In general, the largest over predictions occur at low latitudes in hexagons near and over land. This makes sense; in these regions, although SST values are high, cyclone intensities are limited by influences associated with land like drier air and greater surface friction.

The map suggests a way the model can be improved. A factor indicating the presence or absence of land or a covariate indicating the proportion of hexagon covered by land would be a reasonable thing to try.

Other types of spatial regression models fit this hexagon framework. For instance if interest is cyclone counts then a Poisson spatial model Jagger et al. (2001) can be used. And if interest is prediction rather than explanation a model that includes spatial autocorrelation through a correlated error term or a lag response variable is possible.

Later we show you how to use the hexagon framework to construct a space-time model for hurricane occurrence.

## Spatial Interpolation

Spatial data often needs to be interpolated. Cyclone rainfall is a good example. You know how much it rained at observing sites but not everywhere across the affected region. Spatial interpolation estimates the rainfall values at arbitrary locations. Estimates on a regular grid are used to create contour maps.

This can be done in a various ways. Here we show you how to do it statistically. Statistical interpolation is preferable because it includes uncertainty estimates. The procedure is called 'kriging' after a mining engineer.

A kriged estimate (prediction) of some variable $$z$$ at a given location is a weighted average of the $$z$$ values over the entire domain where the weights are proportional to the spatial correlation. The estimates are optimal in the sense that they minimize the variance between the observed and interpolated values.

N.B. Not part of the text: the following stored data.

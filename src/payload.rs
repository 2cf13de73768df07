//! # Secret Payload Resolution
//!
//! Turns the optional `secret_value` argument into the string sent to the
//! service.
//!
//! Values ending in `.json` are treated as paths: the file is parsed and
//! re-encoded as a single line of JSON with `", "` / `": "` separators, keys
//! in file order and non-ASCII characters escaped as `\uXXXX`. Anything else
//! is passed through unchanged.

use crate::constants::JSON_FILE_SUFFIX;
use serde::Serialize;
use serde_json::ser::Formatter;
use std::io::{self, Write};
use std::path::Path;
use thiserror::Error;
use tracing::debug;
use zeroize::Zeroizing;

/// Secret payload, wiped from memory on drop
pub type SecretValue = Zeroizing<String>;

/// Errors raised while resolving a payload file
#[derive(Debug, Error)]
pub enum PayloadError {
    #[error("File {path} not found.")]
    NotFound { path: String },

    #[error("Failed to read file {path}: {source}")]
    Read {
        path: String,
        #[source]
        source: io::Error,
    },

    #[error("File {path} is not valid JSON: {source}")]
    InvalidJson {
        path: String,
        #[source]
        source: serde_json::Error,
    },

    #[error("Failed to encode JSON from {path}: {source}")]
    Encode {
        path: String,
        #[source]
        source: serde_json::Error,
    },
}

/// Whether a value names a JSON payload file
pub fn is_json_file_reference(value: &str) -> bool {
    value.ends_with(JSON_FILE_SUFFIX)
}

/// Resolve the optional command-line value into the payload to send
///
/// # Errors
///
/// Returns a [`PayloadError`] when the value names a JSON file that is
/// missing, unreadable or not valid JSON.
pub fn resolve_secret_value(value: Option<&str>) -> Result<Option<SecretValue>, PayloadError> {
    match value {
        Some(value) if is_json_file_reference(value) => load_json_file(value).map(Some),
        Some(value) => Ok(Some(Zeroizing::new(value.to_string()))),
        None => Ok(None),
    }
}

/// Read a JSON file and re-encode it as a single-line string
///
/// # Errors
///
/// See [`resolve_secret_value`].
pub fn load_json_file(path: &str) -> Result<SecretValue, PayloadError> {
    let contents = match std::fs::read_to_string(Path::new(path)) {
        Ok(contents) => Zeroizing::new(contents),
        Err(e) if e.kind() == io::ErrorKind::NotFound => {
            return Err(PayloadError::NotFound {
                path: path.to_string(),
            });
        }
        Err(source) => {
            return Err(PayloadError::Read {
                path: path.to_string(),
                source,
            });
        }
    };

    let parsed: serde_json::Value =
        serde_json::from_str(&contents).map_err(|source| PayloadError::InvalidJson {
            path: path.to_string(),
            source,
        })?;

    let encoded = encode_json(&parsed).map_err(|source| PayloadError::Encode {
        path: path.to_string(),
        source,
    })?;
    debug!(path = path, bytes = encoded.len(), "Loaded secret payload from JSON file");
    Ok(encoded)
}

/// Encode a JSON value on one line with spaced separators and ASCII-only output
///
/// # Errors
///
/// Returns an error if serialization fails.
pub fn encode_json(value: &serde_json::Value) -> Result<SecretValue, serde_json::Error> {
    let mut out = Zeroizing::new(Vec::<u8>::new());
    let mut serializer = serde_json::Serializer::with_formatter(&mut *out, SpacedAsciiFormatter);
    value.serialize(&mut serializer)?;
    // Every byte written is ASCII
    Ok(Zeroizing::new(String::from_utf8_lossy(&out).into_owned()))
}

/// `", "` and `": "` separators, non-ASCII and DEL escaped as UTF-16 `\uXXXX` units
#[derive(Debug, Clone, Copy, Default)]
struct SpacedAsciiFormatter;

impl Formatter for SpacedAsciiFormatter {
    fn begin_array_value<W>(&mut self, writer: &mut W, first: bool) -> io::Result<()>
    where
        W: ?Sized + Write,
    {
        if first {
            Ok(())
        } else {
            writer.write_all(b", ")
        }
    }

    fn begin_object_key<W>(&mut self, writer: &mut W, first: bool) -> io::Result<()>
    where
        W: ?Sized + Write,
    {
        if first {
            Ok(())
        } else {
            writer.write_all(b", ")
        }
    }

    fn begin_object_value<W>(&mut self, writer: &mut W) -> io::Result<()>
    where
        W: ?Sized + Write,
    {
        writer.write_all(b": ")
    }

    fn write_string_fragment<W>(&mut self, writer: &mut W, fragment: &str) -> io::Result<()>
    where
        W: ?Sized + Write,
    {
        if fragment.bytes().all(|b| b.is_ascii() && b != 0x7f) {
            return writer.write_all(fragment.as_bytes());
        }

        let mut utf8 = [0u8; 4];
        let mut utf16 = [0u16; 2];
        for ch in fragment.chars() {
            if ch.is_ascii() && ch != '\x7f' {
                writer.write_all(ch.encode_utf8(&mut utf8).as_bytes())?;
            } else {
                for unit in ch.encode_utf16(&mut utf16) {
                    write!(writer, "\\u{unit:04x}")?;
                }
            }
        }
        Ok(())
    }
}
//! # Dispatcher Tests
//!
//! Drive the dispatcher end to end over a recording store: argument parsing,
//! payload resolution, the single store call and the printed report.

mod common;

use aws_secret_manager::constants::DEFAULT_SECRET_DESCRIPTION;
use aws_secret_manager::{
    Cli, Dispatcher, Operation, OperationReport, PayloadError, ProviderError, ProviderErrorKind,
};
use clap::Parser;
use common::{Call, RecordingStore};
use std::fs;
use tempfile::tempdir;

fn parse(args: &[&str]) -> Cli {
    let mut argv = vec!["aws-secret-manager"];
    argv.extend_from_slice(args);
    Cli::try_parse_from(argv).expect("arguments should parse")
}

/// Parse, resolve and dispatch; returns the report, printed output and calls seen
async fn run_cli(
    store: RecordingStore,
    args: &[&str],
) -> (Option<OperationReport>, String, Vec<Call>) {
    let request = parse(args)
        .secret_request()
        .expect("payload should resolve");
    let dispatcher = Dispatcher::new(store);
    let mut out = Vec::new();
    let report = dispatcher
        .dispatch(&request, &mut out)
        .await
        .expect("writing to a Vec cannot fail");
    let output = String::from_utf8(out).expect("report is UTF-8");
    (report, output, dispatcher.store().calls())
}

#[tokio::test]
async fn test_create_secret_issues_one_create_call() {
    let (report, output, calls) = run_cli(
        RecordingStore::new(),
        &["us-east-1", "create_secret", "db-pass", "hunter2"],
    )
    .await;

    assert_eq!(
        calls,
        vec![Call::Create {
            name: "db-pass".to_string(),
            description: DEFAULT_SECRET_DESCRIPTION.to_string(),
            value: Some("hunter2".to_string()),
        }]
    );
    assert!(matches!(report, Some(OperationReport::Created(_))));
    assert!(output.starts_with("Secret db-pass created successfully!\nresponse CreatedSecret {"));
}

#[tokio::test]
async fn test_get_secret_prints_retrieved_value() {
    let (report, output, calls) = run_cli(
        RecordingStore::with_value("hunter2"),
        &["us-east-1", "get_secret", "db-pass"],
    )
    .await;

    assert_eq!(
        calls,
        vec![Call::Get {
            id: "db-pass".to_string()
        }]
    );
    match report {
        Some(OperationReport::Retrieved(value)) => assert_eq!(value.as_str(), "hunter2"),
        other => panic!("Expected a retrieved value, got {other:?}"),
    }
    assert_eq!(output, "Retrieved secret: hunter2\n");
}

#[tokio::test]
async fn test_update_secret_from_json_file_sends_reencoded_json() {
    let dir = tempdir().unwrap();
    let path = dir.path().join("config.json");
    fs::write(&path, "{\n  \"a\":1\n}\n").unwrap();
    let path = path.to_str().unwrap();

    let (report, output, calls) = run_cli(
        RecordingStore::new(),
        &["us-east-1", "update_secret", "db-pass", path],
    )
    .await;

    assert_eq!(
        calls,
        vec![Call::Update {
            id: "db-pass".to_string(),
            value: Some(r#"{"a": 1}"#.to_string()),
        }]
    );
    assert!(matches!(report, Some(OperationReport::Updated(_))));
    assert!(output.starts_with("Secret db-pass updated successfully!\n"));
}

#[tokio::test]
async fn test_delete_secret_always_forces_deletion() {
    let (report, output, calls) = run_cli(
        RecordingStore::new(),
        &["us-east-1", "delete_secret", "db-pass"],
    )
    .await;

    assert_eq!(
        calls,
        vec![Call::Delete {
            id: "db-pass".to_string(),
            force: true,
        }]
    );
    assert!(matches!(report, Some(OperationReport::Deleted(_))));
    assert_eq!(output, "Secret db-pass scheduled for deletion!\n");
}

#[test]
fn test_missing_json_file_fails_before_any_call() {
    let dir = tempdir().unwrap();
    let missing = dir.path().join("missing.json");
    let missing = missing.to_str().unwrap();

    let err = parse(&["us-east-1", "create_secret", "db-pass", missing])
        .secret_request()
        .unwrap_err();

    assert!(matches!(err, PayloadError::NotFound { .. }));
    assert_eq!(err.to_string(), format!("File {missing} not found."));
}

#[test]
fn test_invalid_json_file_is_rejected() {
    let dir = tempdir().unwrap();
    let path = dir.path().join("broken.json");
    fs::write(&path, "{not json").unwrap();

    let err = parse(&["us-east-1", "update_secret", "db-pass", path.to_str().unwrap()])
        .secret_request()
        .unwrap_err();

    assert!(matches!(err, PayloadError::InvalidJson { .. }));
}

#[tokio::test]
async fn test_remote_failure_is_reported_not_raised() {
    let denied = ProviderError::from_service_code(
        "AccessDeniedException",
        "User is not authorized to perform: secretsmanager:CreateSecret",
    );

    let cases = [
        (vec!["us-east-1", "create_secret", "db-pass", "hunter2"], "Error creating secret: "),
        (vec!["us-east-1", "get_secret", "db-pass"], "Error retrieving secret: "),
        (vec!["us-east-1", "update_secret", "db-pass", "hunter2"], "Error updating secret: "),
        (vec!["us-east-1", "delete_secret", "db-pass"], "Error deleting secret: "),
    ];

    for (args, prefix) in cases {
        let (report, output, calls) =
            run_cli(RecordingStore::failing(denied.clone()), &args).await;

        assert!(report.is_none(), "{args:?} should yield an empty result");
        assert_eq!(calls.len(), 1, "{args:?} should issue exactly one call");
        assert!(output.starts_with(prefix), "unexpected output: {output}");
        assert!(output.contains("AccessDenied") || output.contains("access_denied"));
        assert!(output.contains("secretsmanager:CreateSecret"));
    }
}

#[tokio::test]
async fn test_try_dispatch_exposes_error_kind() {
    let store = RecordingStore::failing(ProviderError::from_service_code(
        "ResourceNotFoundException",
        "Secrets Manager can't find the specified secret.",
    ));
    let request = parse(&["us-east-1", "get_secret", "db-pass"])
        .secret_request()
        .unwrap();

    let err = Dispatcher::new(store)
        .try_dispatch(&request)
        .await
        .unwrap_err();

    assert_eq!(err.operation, Operation::GetSecret);
    assert_eq!(err.secret_name, "db-pass");
    assert_eq!(err.source.kind, ProviderErrorKind::NotFound);
}

#[tokio::test]
async fn test_value_is_not_sent_for_get_and_delete() {
    let (_, _, get_calls) = run_cli(
        RecordingStore::new(),
        &["us-east-1", "get_secret", "db-pass", "unused"],
    )
    .await;
    let (_, _, delete_calls) = run_cli(
        RecordingStore::new(),
        &["us-east-1", "delete_secret", "db-pass", "unused"],
    )
    .await;

    assert_eq!(
        get_calls,
        vec![Call::Get {
            id: "db-pass".to_string()
        }]
    );
    assert_eq!(
        delete_calls,
        vec![Call::Delete {
            id: "db-pass".to_string(),
            force: true,
        }]
    );
}

#[tokio::test]
async fn test_create_without_value_passes_absence_through() {
    let (_, _, calls) = run_cli(
        RecordingStore::new(),
        &["us-east-1", "create_secret", "db-pass"],
    )
    .await;

    assert_eq!(
        calls,
        vec![Call::Create {
            name: "db-pass".to_string(),
            description: DEFAULT_SECRET_DESCRIPTION.to_string(),
            value: None,
        }]
    );
}
//! # Observability
//!
//! - `logging`: tracing subscriber setup (text or JSON, always on stderr)

pub mod logging;

pub use logging::init_tracing;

In short, kriging involves estimating and modeling the spatial autocorrelation and then using the model together with the observations to interpolate.

Here you work through an example using rainfall from tropical cyclone Fay in 2008. Fay formed near the Dominican Republic as a tropical wave, passed over the island of Hispaniola and Cuba before making landfall on the Florida Keys. Fay then crossed the Florida peninsula and moved westward across portions of the Florida panhandle producing heavy rains in parts of the state.

### Preliminaries

Here you use a spatial interpolation model to generate a continuous isohyet surface of rainfall totals from Fay. The data are in FayRain.txt and are a compilation of reports from the U.S. NOAA/NWS official weather sites and coop sites.

The coop sites are the Community Collaborative Rain, Hail and Snow Network (CoCoRaHS), a community-based, high density precipitation network made up of volunteers who take measurements of precipitation in their backyards. The data were obtained from NOAA/NCEP/HPC and from the Florida Climate Center.

You make use of functions in the gstat package (Pebesma 2004). Acquire the package and read in the data by typing

require(gstat)
con = "http://www.hurricaneclimate.com/storage/chapter-9/FayRain.txt"
names(FR)

## [1] "lon" "lat" "tpi" "tpm"


The data frame contains 803 rainfall sites. Longitude and latitude coordinates of the sites are given in the first two columns and total rainfall in inches and millimeters are given in the second two columns.

Create a spatial points data frame by specifying columns that contain the spatial coordinates. Then assign a geographic coordinate system and convert the rainfall from millimeters to centimeters.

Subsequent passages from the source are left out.